MAY 7: NYC DADA Salon Part II to feature silent auction of original Mary Beach artwork
Three Rooms Press presents Part 2 of the 7th Annual
NYC Dada Poetry and Performance Salon
featuring the NYC launch of
Maintenant 8: A Journal of Contemporary Dada Writing & Art
PLUS
Silent Auction of Original Drawing
by French/American Artist MARY BEACH
Wednesday, May 7, 7 pm in The Gallery at Le Poisson Rouge
Admission free
Modern day Dada poets, collagists, performers and artists are creating disruptive, controversial and thrilling works that continue the spirit of the avant garde art movement sprung from the horror of World War I. Their work will be featured the 2nd of two NYC Dada Poetry and Performance Salons on May 7 in The Gallery at Le Poisson Rouge. Additional information and reservations: info@threeroomspress.com. Costumes encouraged! The event will feature readings and performances by Los Angeles-based performance artist Doug Knott, British-American sound-visual poet Jane Ormerod, world-renowned beat-jazz poet Steve Dalachinsky, DADA-NYC founders Robert Hieger and Joanie Hieger Fritz Zosike, the Dude of Dada Peter Carlaftes, art by avant-garde photographer Philip Scalia plus a silent auction of original artwork by famed French/American artist Mary Beach.
About the SILENT AUCTION of Mary Beach original artwork
ORIGINAL DRAWING by MARY BEACH (1989) will be available at Silent Auction on Wednesday May 7th at The Gallery @LPR (7-9:30pm). Three Rooms Press is excited and honored to present this rare opportunity to own an original work of art from one of the most accomplished women artists of the latter-part of the 20th Century. The bidding will start at $500.
Claude Pélieu and Mary Beach met in 1962 and, until Claude’s unfortunate passing in December of 2002, shared an exemplary rich and creative life. Traveling extensively while living primarily in Paris, New York and San Francisco, their existence was a bohemian adventure during which they ceaselessly explored and continuously created: With a keen and graceful eye they deconstruct, critique and reinterpret the classical and contemporary worlds of art and media, while creating striking new works of wit and beauty — drawing subconscious associations that are both mysterious and poetic. Long hailed in Claude’s native France as the natural inheritors of the Surrealist legacy (a direct line has been drawn by French critics from Picasso and Braque to Schwitters and Duchamp to Warhol and Pélieu), their works are highly prized and respected. However, in Mary’s native America, the pair remains relatively unknown, their work still awaits discovery by both mainstream critics and collectors. Additional information about Claude Pélieu and Mary Beach here.
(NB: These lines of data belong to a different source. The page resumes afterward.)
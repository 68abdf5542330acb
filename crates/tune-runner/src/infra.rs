//! Idempotent lifecycle of the driver host and the service under test.
//!
//! One manager per provider and service. It tracks what it believes is
//! deployed so that an unchanged shape is reused without touching the
//! provisioning backend, and it recovers from stale state and transient
//! conflicts through a bounded [`RetryMachine`].

use crate::bench::HealthCheck;
use crate::error::InfraError;
use crate::provision::{ProvisionOutput, Provisioner};
use crate::remote::{poll_until, RemoteExec};
use crate::retry::{FailureClass, RetryMachine, RetryPolicy, RetryStep};
use crate::service::{Service, ServiceConfig};
use crate::settings::{ProviderProfile, ReadinessSettings};
use serde::{Deserialize, Serialize};
use std::collections::BTreeMap;
use std::thread;
use std::time::{Duration, Instant};
use tracing::{debug, info, warn};

#[derive(Debug, Clone, Copy, PartialEq, Eq, Serialize)]
#[serde(rename_all = "snake_case")]
pub enum InfraState {
    Unknown,
    Provisioning,
    Ready,
    Stale,
    Destroying,
    Absent,
}

#[derive(Debug, Clone, PartialEq, Eq, Serialize, Deserialize)]
pub struct Endpoints {
    pub driver_host: String,
    pub service_host: String,
}

pub struct InfraManager<P: Provisioner> {
    provisioner: P,
    service: Service,
    profile: ProviderProfile,
    retry: RetryPolicy,
    readiness: ReadinessSettings,
    health: HealthCheck,
    state: InfraState,
    deployed_shape: Option<String>,
    driver_host: Option<String>,
    service_host: Option<String>,
}

impl<P: Provisioner> InfraManager<P> {
    pub fn new(
        provisioner: P,
        service: Service,
        profile: ProviderProfile,
        retry: RetryPolicy,
        readiness: ReadinessSettings,
        health: HealthCheck,
    ) -> Self {
        Self {
            provisioner,
            service,
            profile,
            retry,
            readiness,
            health,
            state: InfraState::Unknown,
            deployed_shape: None,
            driver_host: None,
            service_host: None,
        }
    }

    pub fn state(&self) -> InfraState {
        self.state
    }

    pub fn endpoints(&self) -> Option<Endpoints> {
        Some(Endpoints {
            driver_host: self.driver_host.clone()?,
            service_host: self.service_host.clone()?,
        })
    }

    pub fn provisioner(&self) -> &P {
        &self.provisioner
    }

    fn check_timeout(&self) -> Duration {
        Duration::from_secs(self.readiness.check_timeout_secs)
    }

    fn driver_answers<R: RemoteExec + ?Sized>(&self, remote: &R, host: &str) -> bool {
        let answer = remote.exec(host, "echo ok", self.check_timeout(), None);
        answer.success() && answer.output.contains("ok")
    }

    /// Driver host address, creating the host when it is missing or does
    /// not answer. A known host is checked on every call, so a driver lost
    /// between trials is replaced instead of failing the next workload.
    pub fn ensure_driver<R: RemoteExec + ?Sized>(&mut self, remote: &R) -> Result<String, InfraError> {
        let lost = self.driver_host.take();
        if let Some(host) = &lost {
            if self.driver_answers(remote, host) {
                self.driver_host = lost.clone();
                return Ok(host.clone());
            }
            warn!(driver = %host, "driver host stopped answering");
        }

        // recorded state may predate out-of-band changes to the hosts
        let code = self.provisioner.refresh();
        if code != 0 {
            warn!(code, "state refresh failed, using recorded outputs");
        }
        if let Some(ip) = self.provisioner.output(&self.profile.driver_output) {
            if lost.as_deref() != Some(ip.as_str()) && self.driver_answers(remote, &ip) {
                info!(driver = %ip, "reusing driver host");
                self.driver_host = Some(ip.clone());
                return Ok(ip);
            }
            warn!(driver = %ip, "driver host does not answer, re-applying");
        }

        info!("creating driver host");
        let vars = self.with_extra_vars(Service::all_disabled_vars());
        self.apply_with_retry("create driver", &vars)?;
        self.state = InfraState::Absent;
        self.deployed_shape = None;
        self.service_host = None;

        let ip = self
            .provisioner
            .output(&self.profile.driver_output)
            .ok_or_else(|| InfraError::MissingOutput(self.profile.driver_output.clone()))?;
        let marker = format!("test -f {} && echo ready", self.readiness.driver_marker);
        let ready = poll_until(
            Duration::from_secs(self.readiness.interval_secs),
            Duration::from_secs(self.readiness.driver_timeout_secs),
            || {
                let out = remote.exec(&ip, &marker, self.check_timeout(), None);
                out.success() && out.output.contains("ready")
            },
        );
        if !ready {
            warn!(
                driver = %ip,
                "driver not ready after {}s, continuing anyway",
                self.readiness.driver_timeout_secs
            );
        }
        self.driver_host = Some(ip.clone());
        Ok(ip)
    }

    /// Brings the service deployment to the shape of `config`. Returns the
    /// endpoints and the time spent.
    pub fn ensure<R: RemoteExec + ?Sized>(
        &mut self,
        remote: &R,
        config: &dyn ServiceConfig,
    ) -> Result<(Endpoints, Duration), InfraError> {
        let started = Instant::now();
        let driver = self.ensure_driver(remote)?;
        let shape_key = config.shape_key();

        if self.state == InfraState::Ready && self.deployed_shape.as_deref() == Some(&shape_key) {
            if let Some(host) = self.service_host.clone() {
                if self.is_healthy(remote, &driver, &host) {
                    info!(service = %self.service, host = %host, "deployment reused");
                    return Ok((
                        Endpoints {
                            driver_host: driver,
                            service_host: host,
                        },
                        started.elapsed(),
                    ));
                }
            }
            warn!(service = %self.service, "liveness check failed, recreating");
            self.state = InfraState::Stale;
        }

        if self.state != InfraState::Absent {
            self.teardown_service()?;
        }
        let endpoints = self.create(remote, config, &shape_key)?;
        Ok((endpoints, started.elapsed()))
    }

    fn create<R: RemoteExec + ?Sized>(
        &mut self,
        remote: &R,
        config: &dyn ServiceConfig,
        shape_key: &str,
    ) -> Result<Endpoints, InfraError> {
        self.state = InfraState::Provisioning;
        let shape = config.shape();
        let resources: Vec<String> = self
            .profile
            .taint_rules(self.service)
            .iter()
            .flat_map(|rule| rule.expand(shape.nodes, shape.total_drives()))
            .collect();
        if !resources.is_empty() {
            self.taint(&resources);
        }

        info!(service = %self.service, shape = %shape_key, "provisioning");
        let vars = self.with_extra_vars(config.provisioning_vars());
        self.apply_with_retry(&format!("create {}", self.service), &vars)?;

        let output = self.profile.service_output(self.service);
        let host = match self.provisioner.output(&output) {
            Some(host) => host,
            None => {
                self.state = InfraState::Unknown;
                return Err(InfraError::MissingOutput(output));
            }
        };
        // a state reset during the apply may have replaced the driver
        if let Some(driver) = self.provisioner.output(&self.profile.driver_output) {
            self.driver_host = Some(driver);
        }
        let driver = self
            .driver_host
            .clone()
            .ok_or_else(|| InfraError::MissingOutput(self.profile.driver_output.clone()))?;

        self.wait_until_ready(remote, &driver, &host);
        self.state = InfraState::Ready;
        self.deployed_shape = Some(shape_key.to_string());
        self.service_host = Some(host.clone());
        Ok(Endpoints {
            driver_host: driver,
            service_host: host,
        })
    }

    /// Removes the service under test, keeping the driver host.
    pub fn teardown_service(&mut self) -> Result<(), InfraError> {
        if self.state == InfraState::Absent {
            return Ok(());
        }
        info!(service = %self.service, "tearing down service deployment");
        self.state = InfraState::Destroying;
        let vars = self.with_extra_vars(Service::all_disabled_vars());
        self.apply_with_retry(&format!("teardown {}", self.service), &vars)?;
        self.state = InfraState::Absent;
        self.deployed_shape = None;
        self.service_host = None;
        Ok(())
    }

    /// Full teardown, driver host included.
    pub fn destroy_all(&mut self) -> Result<(), InfraError> {
        info!("destroying all infrastructure");
        self.state = InfraState::Destroying;
        self.with_retry("destroy", |p| p.destroy())?;
        self.state = InfraState::Absent;
        self.deployed_shape = None;
        self.service_host = None;
        self.driver_host = None;
        Ok(())
    }

    /// Runs an already rendered settings script on the service host, then
    /// waits for the service to come back.
    pub fn apply_settings<R: RemoteExec + ?Sized>(
        &mut self,
        remote: &R,
        script: &str,
    ) -> Result<(), InfraError> {
        let endpoints = self.endpoints().ok_or_else(|| InfraError::Fatal {
            operation: "apply settings".to_string(),
            detail: "service is not deployed".to_string(),
        })?;
        info!(service = %self.service, "applying service settings");
        let out = remote.exec(
            &endpoints.service_host,
            script,
            Duration::from_secs(self.readiness.settings_timeout_secs),
            Some(&endpoints.driver_host),
        );
        if !out.success() {
            return Err(InfraError::Fatal {
                operation: "apply settings".to_string(),
                detail: out.tail(5),
            });
        }
        self.wait_until_ready(remote, &endpoints.driver_host, &endpoints.service_host);
        Ok(())
    }

    /// Marks resources for recreation on the next apply. Returns how many
    /// were tainted; resources that do not exist yet are skipped.
    pub fn taint(&mut self, resources: &[String]) -> usize {
        let mut tainted = 0;
        for resource in resources {
            let out = self.provisioner.taint(resource);
            if out.success() {
                tainted += 1;
            } else {
                debug!(resource = %resource, "taint skipped: {}", out.diagnostics().trim());
            }
        }
        tainted
    }

    fn is_healthy<R: RemoteExec + ?Sized>(&self, remote: &R, driver: &str, host: &str) -> bool {
        let out = remote.exec(host, &self.health.command, self.check_timeout(), Some(driver));
        self.health.passes(&out.status, &out.output)
    }

    fn wait_until_ready<R: RemoteExec + ?Sized>(&self, remote: &R, driver: &str, host: &str) -> bool {
        let ready = poll_until(
            Duration::from_secs(self.readiness.interval_secs),
            Duration::from_secs(self.readiness.timeout_secs),
            || self.is_healthy(remote, driver, host),
        );
        if !ready {
            warn!(
                service = %self.service,
                host,
                "not ready after {}s, continuing anyway",
                self.readiness.timeout_secs
            );
        }
        ready
    }

    fn with_extra_vars(&self, vars: BTreeMap<String, String>) -> BTreeMap<String, String> {
        let mut out = self.profile.extra_vars.clone();
        out.extend(vars);
        out
    }

    fn apply_with_retry(
        &mut self,
        operation: &str,
        vars: &BTreeMap<String, String>,
    ) -> Result<(), InfraError> {
        self.with_retry(operation, |p| p.apply(vars))
    }

    fn with_retry<F>(&mut self, operation: &str, mut op: F) -> Result<(), InfraError>
    where
        F: FnMut(&mut P) -> ProvisionOutput,
    {
        let mut machine = RetryMachine::new(&self.retry);
        loop {
            let out = op(&mut self.provisioner);
            if out.success() {
                return Ok(());
            }
            let diagnostics = out.diagnostics();
            match machine.on_failure(&diagnostics) {
                RetryStep::ResetAndRetry { attempt } => {
                    warn!(operation, attempt, "stale provisioning state, resetting");
                    self.state = InfraState::Stale;
                    let reset = self.provisioner.reset_state();
                    if !reset.success() {
                        warn!(operation, "state reset failed: {}", reset.diagnostics().trim());
                    }
                }
                RetryStep::BackoffAndRetry { attempt, delay } => {
                    warn!(
                        operation,
                        attempt,
                        "resource conflict, retrying in {}s",
                        delay.as_secs()
                    );
                    thread::sleep(delay);
                }
                RetryStep::GiveUp { class, attempts } => {
                    self.state = InfraState::Unknown;
                    self.deployed_shape = None;
                    let detail = tail(&diagnostics, 5);
                    let operation = operation.to_string();
                    return Err(match class {
                        FailureClass::StaleState => InfraError::StaleState {
                            operation,
                            attempts,
                            detail,
                        },
                        FailureClass::TransientConflict => InfraError::TransientConflict {
                            operation,
                            attempts,
                            detail,
                        },
                        FailureClass::Fatal => InfraError::Fatal { operation, detail },
                    });
                }
            }
        }
    }
}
About MAINTENANT 8: A Journal of Contemporary Dada Writing and Art
A stunning annual collection of contemporary Dada writing and art by an international array of sensational artists. Provocative, disruptive and essential for collectors of contemporary radical art. Maintenant 8: A Journal of Contemporary Dada Writing & Art (ISBN: 978-0-9895125-1-0, Three Rooms Press, $15.95) is the seventh edition of an annual collection of contemporary Dada work inspired by Dada instigator and Three Rooms Press spiritual advisor Arthur Cravan. Since 2008, the Three Rooms Press series has collected outsider art, poetry, mail art, collages and more from around the world. Maintenant 8 features art and visual poetry by a wide range of internationally recognized creators and provocateurs including William S. Burroughs, Jerome Rothenberg, Charles Plymell, Grant Hart, Mike Watt, Exene Cervenka, Pontus Carle, Irene Caesar, Volodymyr Bilyk, John M. Bennett, Giovanni Fontana, S.A. Griffin, Fausto Grossi, Patrice Lerochereuil, Gerard Malanga, Kazunori Murakami, Paolo Pelosini, Johan Reisser, Poul Weile and many more. The series has been recognized worldwide as a leading source of contemporary Dada art and writing, with editors invited to present material from the journal with contributors at events in New York, Los Angeles, London, Paris and Berlin.
What the heck is Dada?
The original Dada movement peaked from 1916-1922, primarily involved visual arts, literature—poetry, art manifestoes, art theory—theatre, and graphic design, and concentrated its anti-war politics through a rejection of the prevailing standards in art through anti-art cultural works. Its purpose was to ridicule what its participants considered to be the meaninglessness of the modern world. In addition to being anti-war, dada was also anti-bourgeois and anarchist in nature.